Since the day this thread started, bitcoin has lost around 25% of its value. That’s in the same ballpark as the Turkish Lira, which was mentioned earlier as an example of a failing currency. That does not meet any definition of “store of value”.
True, although from the day since Early Retirement Forum itself started, Bitcoin has outperformed every single currency globally, by a vast and decisive amount. In that sense BTC has been far superior as a store of value over any other currency. It hasn't just stored value, it has exceeded and indeed outperformed in the function of store of value. But yes, it is obviously volatile against fiat currencies over short periods of time, as to be expected for a new technology organically growing as a global monetary network.
It’s clear bitcoin (and all other crypto assets) is a highly volatile risk asset , not a digital currency or substitute for payments systems.
These terms "digital currency" and "substitute for payments" are both a matter of semantics and subjective views. To many, BTC does function as both, and indeed one country has already officially adopted BTC as a currency (with the citizens of many other countries already informally doing so). But in the end what "label" we put on BTC is irrelevant with regard its actual functional qualities and properties.
Also, if the point you are making about payments is that BTC is not often used for daily transactions, bear in mind that we have the Lightening Network for day to day transactions. Far more efficient, faster and higher throughput than Visa or Mastercard on fiat. It is the Lightening Network for example that is used for the many micropayments we now see across Latin America, including of course in El Salvador.
While the supply of bitcoin may be finite, the supply of synthetic digital currencies is infinite. After bitcoin we might have bitcoin1, bitcoin2, ...etc. There’s no limit, no end, no barrier.
Try creating your own crypto currency, and see how that goes for you.
Same argument applies to fiat currencies by the way, the number of which are declining over time as the world gravitates towards a smaller number of globally dominant currencies.
Much is made of financial institutions and wealthy individuals investing in crypto assets. That does not mean they believe these assets will soon become part of our financial infrastructure. It only means they all can make money today. They have the means and mechanisms to protect themselves and walk away from that stuff in a heartbeat, leaving people like us holding the bag.
That crypto-currencies are not already part of our financial infrastructure is already beyond doubt. Every single financial institution globally, either directly or indirectly (through its customers) already has exposure to BTC, increasingly such institutions offer crypto related services directly, and that level of exposure is of course only increasing. In my case, a number of the retail banks I use in various countries already have BTC as an asset they custody, exchange, convert, and I also have a number of crypto credit cards integrated with Visa.
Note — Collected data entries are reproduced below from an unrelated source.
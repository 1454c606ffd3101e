use std::fmt::Display;

#[derive(Debug, Clone, PartialEq)]
pub enum HostError {
    BadArgs(String),
    CreateFailed,
    MissingHost(String),
    NotImplemented(String),
}

impl HostError {
    pub fn bad_args(message: &str) -> Self {
        Self::BadArgs(message.to_owned())
    }

    pub fn get_code(&self) -> &'static str {
        match self {
            Self::BadArgs(_) => "bad_args",
            Self::CreateFailed => "create_failed",
            Self::MissingHost(_) => "missing_host",
            Self::NotImplemented(_) => "not_implemented",
        }
    }

    pub fn get_info(&self) -> String {
        match self {
            Self::BadArgs(message) => message.clone(),
            Self::CreateFailed => "Failed to create host window.".to_owned(),
            Self::MissingHost(_) => "Host not found.".to_owned(),
            Self::NotImplemented(method) => format!("Method '{method}' is not implemented."),
        }
    }

    pub fn get_log_level(&self) -> log::Level {
        match self {
            Self::CreateFailed | Self::NotImplemented(_) => log::Level::Warn,
            _ => log::Level::Debug,
        }
    }
}

impl Display for HostError {
    fn fmt(&self, f: &mut std::fmt::Formatter<'_>) -> std::fmt::Result {
        match self {
            Self::MissingHost(id) => write!(f, "{}: {} ({})", self.get_code(), self.get_info(), id),
            _ => write!(f, "{}: {}", self.get_code(), self.get_info()),
        }
    }
}

impl<T> From<HostError> for Result<T, HostError> {
    fn from(value: HostError) -> Self {
        Err(value)
    }
}
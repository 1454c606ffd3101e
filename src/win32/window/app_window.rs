use windows::core::PCWSTR;
use windows::Win32::Foundation::{HWND, LPARAM, LRESULT, WPARAM};
use windows::Win32::UI::WindowsAndMessaging::{
    CreateWindowExW, DefWindowProcW, PostQuitMessage, RegisterClassW, CS_HREDRAW, CS_VREDRAW, CW_USEDEFAULT,
    SW_SHOW, WINDOW_EX_STYLE, WM_DESTROY, WNDCLASSW, WS_CLIPCHILDREN, WS_OVERLAPPEDWINDOW,
};

use crate::app::configs::WindowConfig;
use crate::win32::api::misc::{get_module_handle, to_wide};
use crate::win32::api::window::{destroy_window, is_window, show_window};

const APP_WINDOW_CLASS_NAME: &str = "native_preview_host:app_window";

/// Top-level window hosting the placeholders. Closing it ends the message loop.
pub struct AppWindow {
    hwnd: HWND,
}

impl AppWindow {
    pub fn create(config: &WindowConfig) -> Option<AppWindow> {
        let hmod = get_module_handle()?;
        let class_name = to_wide(APP_WINDOW_CLASS_NAME)?;
        let title = to_wide(&config.title)?;

        let wc = WNDCLASSW {
            style: CS_HREDRAW | CS_VREDRAW,
            hInstance: hmod.into(),
            lpszClassName: PCWSTR(class_name.as_ptr()),
            lpfnWndProc: Some(window_proc),
            ..Default::default()
        };
        unsafe { RegisterClassW(&wc) };

        let hwnd = unsafe {
            CreateWindowExW(
                WINDOW_EX_STYLE(0),
                PCWSTR(class_name.as_ptr()),
                PCWSTR(title.as_ptr()),
                WS_OVERLAPPEDWINDOW | WS_CLIPCHILDREN,
                CW_USEDEFAULT,
                CW_USEDEFAULT,
                config.width.max(1),
                config.height.max(1),
                None,
                None,
                hmod,
                None,
            )
        }
        .inspect_err(|e| log::error!("Application window creation failed: {}", e))
        .ok()
        .filter(|h| !h.is_invalid())?;

        show_window(hwnd, SW_SHOW);
        Some(AppWindow { hwnd })
    }

    pub fn hwnd(&self) -> HWND {
        self.hwnd
    }
}

impl Drop for AppWindow {
    fn drop(&mut self) {
        if is_window(self.hwnd) {
            destroy_window(self.hwnd);
        }
    }
}

unsafe extern "system" fn window_proc(hwnd: HWND, msg: u32, wparam: WPARAM, lparam: LPARAM) -> LRESULT {
    match msg {
        WM_DESTROY => {
            PostQuitMessage(0);
            LRESULT(0)
        }
        _ => DefWindowProcW(hwnd, msg, wparam, lparam),
    }
}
As countries launch CBDCs, these will of course also be similarly integrated. Also, for many HNW's, diversifying asset exposure (and that includes to BTC) is not just a function of wanting to "make money" but rather a natural step one takes simply to preserve existing wealth as a defensive mechanism.
The real technological change that is almost entirely absent from this conversation is stable coins, digital payment systems and central bank digital currency. And perhaps decentralized finance. That’s where the real transformation is happening and will continue.
Agreed these are important areas.
BTC functions as the underlying base layer as the fundamental and immutable store of wealth.
Stable coins are a bridge between BTC and fiat, and also give fiat some of the qualities that BTC has (in terms of global transferability). The big difference being stable coins have counterparty risk in that there is an underlying issuer which in theory could be called on to pay out - (much like a bank issuing M2 in excess of deposits).
CBDCs function as fiat currencies (only with even less privacy and freedom for users) and of course with the same flaw of devaluation by money-printing (which BTC serves as defense against).
Defi is a great area of interest and innovation and is a huge disrupter of the role banks currently play. Defi offers benefits to both side of the equation (lender and borrower) but not for the bank as the middleman.
PS - if you wanted to add on to "other interesting areas hardly discussed by relevant to crypoto", you could add in NFTs, the metaverse, DAOs (including decentralized governments), among others.